Photo by Mark Loehrer, courtesy of the St. Louis Speaks Facebook Page
Umar Lee and preservationist Michael Allen in conversation at La Mancha Coffeehouse in Old North St. Louis.
Umar Lee has never shied away from giving his opinion. Since this spring, he’s been doing it long-form on his podcast, St. Louis Speaks. Historian Mark Loehrer produces.
“With a podcast, you can sit down for 45 minutes, an hour, as long as you need,” Lee says. “You can really talk about issues, get to know people, get to know their stories. That’s what attracts me to podcasting.”
Lee has been making headlines of his own for years, from his actions during the protest movement in Ferguson after unarmed teenager Mike Brown was killed by a cop to his opposition to ride-sharing apps like Uber to his run for mayor.
With St. Louis Speaks, he’s trying to shepherd the conversation into civil and inclusive dialog about the city and region, using the podcast and an active Facebook page. Recent guests have included historian Michael Allen, St. Louis Post-Dispatch columnist Tony Messenger, and former city comptroller Virvus Jones.
“I’m trying to come at things from a nonpartisan perspective, give everyone a fair shake,” Lee says. He acknowledges that he has an easier time getting left-leaning guests to come on the show, but he’d love to chat with some conservatives.
He accuses most media, both traditional and social, of fostering confirmation bias, with people “sitting around reading the same shit and agreeing,” he says. “There’s a lot of podcasts and a lot of writing that I don’t even have to watch. I can tell you exactly what everyone’s going to say.”

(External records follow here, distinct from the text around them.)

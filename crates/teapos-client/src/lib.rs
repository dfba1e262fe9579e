//! Backend API client for the tea shop point of sale.
//!
//! This crate provides:
//! - `PosApi` - Typed methods over the backend routes
//! - `Transport` trait - Pluggable HTTP layer
//! - `SpinTransport` - Outbound HTTP inside a Spin component
//! - `StaticTransport` - Canned responses for tests and demos
//! - `ApiError` - Failure classification at the HTTP boundary

mod api;
mod error;
mod transport;

pub use api::PosApi;
pub use error::ApiError;
#[cfg(target_arch = "wasm32")]
pub use transport::SpinTransport;
pub use transport::{StaticTransport, Transport};
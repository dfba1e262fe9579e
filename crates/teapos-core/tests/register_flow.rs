//! End-to-end register flows: customize, ring up, re-edit, total,
//! submit. Everything goes through the public API the way a register
//! front end would drive it.

use teapos_core::prelude::*;

fn milk_tea() -> Product {
    Product::new(1, "Brown Sugar Milk Tea", "Milk Tea", 5.50).popular()
}

fn chips() -> Product {
    Product::new(5, "Sea Salt Chips", "Snacks", 3.25)
}

fn ready_catalog() -> CatalogStatus {
    CatalogStatus::Ready(CustomizationOptions::standard())
}

#[test]
fn test_customize_and_ring_up_a_drink() {
    let tea = milk_tea();
    let mut editor = EditorSession::new();
    let mut session = CheckoutSession::new();

    let token = editor.open(&tea, None, None);
    editor.apply_catalog(token, ready_catalog());
    editor.set_temperature(Temperature::Hot).unwrap();
    editor.set_base("Oat Milk").unwrap();
    editor.toggle_topping("Boba").unwrap();
    editor.set_flavor_shot("Vanilla").unwrap();

    let confirmed = editor.confirm().unwrap();
    assert_eq!(
        confirmed.customizations,
        "Size: Small; Hot, Oat Milk, Boba, Vanilla"
    );

    session.cart.add(&tea, confirmed.customizations.clone());
    session.cart.add(&tea, confirmed.customizations);
    assert_eq!(session.cart.line_count(), 1);
    assert_eq!(session.cart.item_count(), 2);
}

#[test]
fn test_reediting_a_line_loses_only_the_flavor_shot() {
    let tea = milk_tea();
    let mut editor = EditorSession::new();

    let token = editor.open(&tea, None, None);
    editor.apply_catalog(token, ready_catalog());
    editor.set_temperature(Temperature::Hot).unwrap();
    editor.set_base("Oat Milk").unwrap();
    editor.toggle_topping("Boba").unwrap();
    editor.set_flavor_shot("Vanilla").unwrap();
    let first = editor.confirm().unwrap();

    // Reopen the line off its string, as editing a ticket line does
    let token = editor.open(&tea, Some(&first.customizations), None);
    editor.apply_catalog(token, ready_catalog());

    let selection = editor.selection().unwrap();
    assert_eq!(selection.temperature, Temperature::Hot);
    assert_eq!(selection.ice_level, "No Ice");
    assert_eq!(selection.base, "Oat Milk");
    assert_eq!(selection.toppings, vec!["Boba"]);
    assert!(selection.flavor_shot.is_empty());
    assert_eq!(selection.size, "Small");

    // Confirm unchanged: the shot is gone from the new string
    let second = editor.confirm().unwrap();
    assert_eq!(second.customizations, "Size: Small; Hot, Oat Milk, Boba");
}

#[test]
fn test_replacing_an_edited_line_keeps_other_lines() {
    let tea = milk_tea();
    let snack = chips();
    let mut cart = Cart::new();

    cart.add(&tea, "Size: Small; Standard");
    cart.add(&snack, "Flavor: 7/10");

    // The register swaps a re-edited line by remove + add
    assert!(cart.remove(tea.id, "Size: Small; Standard"));
    cart.add(&tea, "Size: Large (+$2.00); Standard");

    assert_eq!(cart.line_count(), 2);
    let strings: Vec<&str> = cart
        .items()
        .iter()
        .map(|i| i.customizations.as_str())
        .collect();
    assert_eq!(strings, vec!["Flavor: 7/10", "Size: Large (+$2.00); Standard"]);
}

#[test]
fn test_snack_flow_needs_no_catalog() {
    let snack = chips();
    let mut editor = EditorSession::new();

    editor.open(&snack, None, None);
    editor.set_intensity(9).unwrap();

    // Catalog never arrived; snacks confirm anyway
    let confirmed = editor.confirm().unwrap();
    assert_eq!(confirmed.customizations, "Flavor: 9/10");
    assert_eq!(confirmed.size, None);
}

#[test]
fn test_reference_ticket_totals() {
    let a = Product::new(10, "House Special", "Milk Tea", 5.00);
    let b = Product::new(11, "Seasonal Tea", "Fruit Tea", 3.50);
    let mut session = CheckoutSession::new();

    session.cart.add(&a, "Standard");
    session.cart.add(&a, "Standard");
    session.cart.add(&b, "Standard");

    let totals = session.totals();
    assert_eq!(totals.subtotal.display(), "$13.50");
    assert_eq!(totals.tax.display(), "$1.11");
    assert_eq!(totals.total.display(), "$14.61");
}

#[test]
fn test_submission_round_trip() {
    let tea = milk_tea();
    let mut session = CheckoutSession::new().with_cashier(EmployeeId::new(2));
    session.cart.add(&tea, "Standard");

    let draft = session.draft_order(PaymentMethod::Cash).unwrap();
    assert_eq!(draft.cashier_id, Some(EmployeeId::new(2)));
    assert_eq!(draft.items.len(), 1);
    assert_eq!(draft.items[0].line_price, 5.50);

    // Wire shape survives a serialize/deserialize cycle
    let json = serde_json::to_string(&draft).unwrap();
    let back: OrderDraft = serde_json::from_str(&json).unwrap();
    assert_eq!(back, draft);

    // Backend acknowledges; the next ticket starts clean
    session.complete(&OrderReceipt {
        order_id: OrderId::new(108),
        subtotal: 5.50,
        tax: 0.45,
        total: 5.95,
    });
    assert!(session.cart.is_empty());
    assert_eq!(session.last_order_number.as_deref(), Some("ORD-108"));
}

#[test]
fn test_two_registers_one_slow_catalog() {
    // An operator opens a drink, gives up waiting, opens another
    // product. The first fetch landing late must change nothing.
    let tea = milk_tea();
    let mut editor = EditorSession::new();

    let slow = editor.open(&tea, None, None);
    let current = editor.open(&tea, Some("Size: Large (+$2.00); No Ice"), None);

    editor.apply_catalog(slow, ready_catalog());
    assert!(!editor.catalog().is_ready());

    editor.apply_catalog(current, ready_catalog());
    // The decoded Large survives; the catalog default fills nothing
    assert_eq!(editor.selection().unwrap().size, "Large");

    let confirmed = editor.confirm().unwrap();
    assert_eq!(confirmed.customizations, "Size: Large (+$2.00); No Ice");
}
//! CLI execution context.

use std::path::PathBuf;

use anyhow::{Context as _, Result};

use crate::config::PosConfig;
use crate::output::Output;

/// Execution context for CLI commands.
pub struct Context {
    /// CLI configuration.
    pub config: PosConfig,
    /// Output handler.
    pub output: Output,
}

impl Context {
    /// Load context from config file.
    pub fn load(config_path: Option<&str>, output: Output) -> Result<Self> {
        let config = if let Some(path) = config_path {
            PosConfig::load(path)?
        } else {
            let cwd = std::env::current_dir().context("Failed to get current directory")?;
            Self::find_config(&cwd).unwrap_or_default()
        };

        Ok(Self { config, output })
    }

    /// Find config file in directory tree.
    fn find_config(start: &PathBuf) -> Option<PosConfig> {
        let config_names = ["pos.toml", ".pos.toml", "pos.json"];

        let mut current = start.clone();
        loop {
            for name in &config_names {
                let config_path = current.join(name);
                if config_path.exists() {
                    if let Ok(config) = PosConfig::load(config_path.to_str()?) {
                        return Some(config);
                    }
                }
            }

            if !current.pop() {
                break;
            }
        }

        None
    }
}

His conversations are wide-ranging and rich with context.
“My interview style was really honed in my years as a taxi driver,” Lee says. “I would pick people up and get their life stories.”
Lee, who’s currently splitting his time between St. Louis and the Dallas area to attend to family issues, is a harsh critic of the city that he loves and calls home.
“Only hipsters have a problem with the high school question,” he says. “All I know is Provel. All I know is hearing gunshots. All I know is high humidity, all I know is a f_____-up public transit system. I’m proud to be from St. Louis—I’m proud to have survived St. Louis.”
Lee is a product of the systems he critiques, educated in Ferguson-Florissant and graduated from Job Corps, having spent his 17th birthday in jail.
“When I talk about these problems, it’s not abstract,” he says. “I’m not some square-ass dude. Anything bad that can happen in St. Louis has happened to me.”
It’s fair to say that hipsters, gentrifiers and urban leftist academic types stick in his craw.
“I’m not sitting in a coffee shop sipping a kale smoothie talking about a study from the Ford Foundation,” Lee says.
He says that too often “new media types” have a hyper-focus on downtown, the Central Corridor, Shaw, and similar spots. That focus leads to a lot being missed and overlooked.
“There’s a void,” he says. “We have so many interesting stories in the St. Louis region. We’re not just focused on the city,” he says.
Asking Lee who his dream guest would be shores up his bona fides—both as a media nerd who used to fall asleep with his ear pressed to the radio tuned to KMOX and a full-on St. Louis son.
“If I had a dream guest, in the media world I would say Bill McClellan,” Lee says. “In the St. Louis world in general, I would have to say, just as a kid that grew up in the 1980s—Ozzie Smith.”